Data excerpts
# # #

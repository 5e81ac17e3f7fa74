//! Unified SDK error types.

use thiserror::Error;

/// Top-level SDK error.
#[derive(Error, Debug)]
pub enum SdkError {
    #[error("SSE error: {0}")]
    Sse(#[from] SseError),

    #[error("Validation error: {0}")]
    Validation(String),

    #[error("Serialization error: {0}")]
    Serde(#[from] serde_json::Error),
}

/// Event-stream errors.
///
/// `Clone` so the most recent error can live inside a state snapshot.
#[derive(Error, Debug, Clone, PartialEq, Eq)]
pub enum SseError {
    #[error("No tokio runtime available to drive the connection")]
    NoRuntime,

    #[error("Connection failed: {0}")]
    ConnectionFailed(String),

    #[error("Connection timed out after {0}ms")]
    Timeout(u64),

    #[error("Unexpected HTTP status {status}")]
    BadStatus { status: u16 },

    #[error("Unexpected content type: {0}")]
    UnexpectedContentType(String),

    #[error("Stream read failed: {0}")]
    Read(String),

    #[error("Stream ended by server")]
    StreamEnded,

    #[error("Failed to parse event payload: {0}")]
    MessageParseError(String),

    #[error("Invalid header {name}: {reason}")]
    InvalidHeader { name: String, reason: String },
}

impl SseError {
    /// Whether this error came from the connection rather than a single payload.
    ///
    /// Transport errors drive the reconnection policy; payload errors are dropped.
    pub fn is_transport(&self) -> bool {
        !matches!(self, SseError::MessageParseError(_))
    }
}

impl From<serde_json::Error> for SseError {
    fn from(err: serde_json::Error) -> Self {
        SseError::MessageParseError(err.to_string())
    }
}

#[cfg(feature = "http")]
impl From<reqwest::Error> for SseError {
    fn from(err: reqwest::Error) -> Self {
        if let Some(status) = err.status() {
            return SseError::BadStatus {
                status: status.as_u16(),
            };
        }
        if err.is_connect() || err.is_request() || err.is_builder() {
            SseError::ConnectionFailed(err.to_string())
        } else {
            SseError::Read(err.to_string())
        }
    }
}

/// Result type alias for stream operations.
pub type SseResult<T> = Result<T, SseError>;
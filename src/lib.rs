//! # Tickstream SDK
//!
//! Reconnecting server-sent-events client with a market-data aggregation
//! layer on top.
//!
//! ## Architecture
//!
//! The SDK is organized in layers:
//!
//! 1. **Core** — Shared newtypes, errors, network constants
//! 2. **Event stream** — SSE parser, transport seam (`reqwest` behind `http`),
//!    backoff policy, connection state machine, `SseClient`
//! 3. **Domain** — `MarketDataFeed`: price ticks, bounded history, stats
//!
//! ## Quick Start
//!
//! ```rust,ignore
//! use tickstream_sdk::prelude::*;
//!
//! let mut feed = MarketDataFeed::new(DEFAULT_STREAM_URL, MarketDataOptions::default());
//! feed.connect()?;
//!
//! let stats = feed.stats();
//! println!("{} points, avg {}", stats.total_data_points, stats.average_price);
//! ```

// ── Layer 1: Core ────────────────────────────────────────────────────────────

/// Shared newtypes used across all domains.
pub mod shared;

/// Unified SDK error types.
pub mod error;

/// Network URL constants.
pub mod network;

// ── Layer 2: Event stream ────────────────────────────────────────────────────

/// Server-sent-events client: parsing, transport, reconnection.
pub mod sse;

// ── Layer 3: Domain ──────────────────────────────────────────────────────────

/// Domain modules (vertical slices): types, wire types, state, feeds.
pub mod domain;

// ── Prelude ──────────────────────────────────────────────────────────────────

pub mod prelude {
    // Shared newtypes
    pub use crate::shared::{parse_symbol_list, Symbol};

    // Market data
    pub use crate::domain::market_data::{
        EventCounts, EventKind, Heartbeat, MarketDataFeed, MarketDataOptions, MarketDataPoint,
        MarketDataState, MarketEvent, MarketEventDecoder, MarketStats, PriceRange,
    };

    // Event stream
    pub use crate::sse::{
        ClientState, ConnectionState, EventDecoder, JsonDecoder, ReconnectPolicy, SseClient,
        SseClientBuilder, SseFrame, SseHandlers, SseOptions, Transport,
    };
    #[cfg(feature = "http")]
    pub use crate::sse::HttpTransport;

    // Errors
    pub use crate::error::{SdkError, SseError, SseResult};

    // Network
    pub use crate::network::DEFAULT_STREAM_URL;
}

# # #

▶ [Requirement]: Beginning at the line above with "a state snapshot." and finishing at the line with "if err.is_connect() ||", return each line exactly and return nothing else.

▶ [Answer box]:
/// `Clone` so the most recent error can live inside a state snapshot.
#[derive(Error, Debug, Clone, PartialEq, Eq)]
pub enum SseError {
    #[error("No tokio runtime available to drive the connection")]
    NoRuntime,

    #[error("Connection failed: {0}")]
    ConnectionFailed(String),

    #[error("Connection timed out after {0}ms")]
    Timeout(u64),

    #[error("Unexpected HTTP status {status}")]
    BadStatus { status: u16 },

    #[error("Unexpected content type: {0}")]
    UnexpectedContentType(String),

    #[error("Stream read failed: {0}")]
    Read(String),

    #[error("Stream ended by server")]
    StreamEnded,

    #[error("Failed to parse event payload: {0}")]
    MessageParseError(String),

    #[error("Invalid header {name}: {reason}")]
    InvalidHeader { name: String, reason: String },
}

impl SseError {
    /// Whether this error came from the connection rather than a single payload.
    ///
    /// Transport errors drive the reconnection policy; payload errors are dropped.
    pub fn is_transport(&self) -> bool {
        !matches!(self, SseError::MessageParseError(_))
    }
}

impl From<serde_json::Error> for SseError {
    fn from(err: serde_json::Error) -> Self {
        SseError::MessageParseError(err.to_string())
    }
}

#[cfg(feature = "http")]
impl From<reqwest::Error> for SseError {
    fn from(err: reqwest::Error) -> Self {
        if let Some(status) = err.status() {
            return SseError::BadStatus {
                status: status.as_u16(),
            };
        }
        if err.is_connect() || err.is_request() || err.is_builder() {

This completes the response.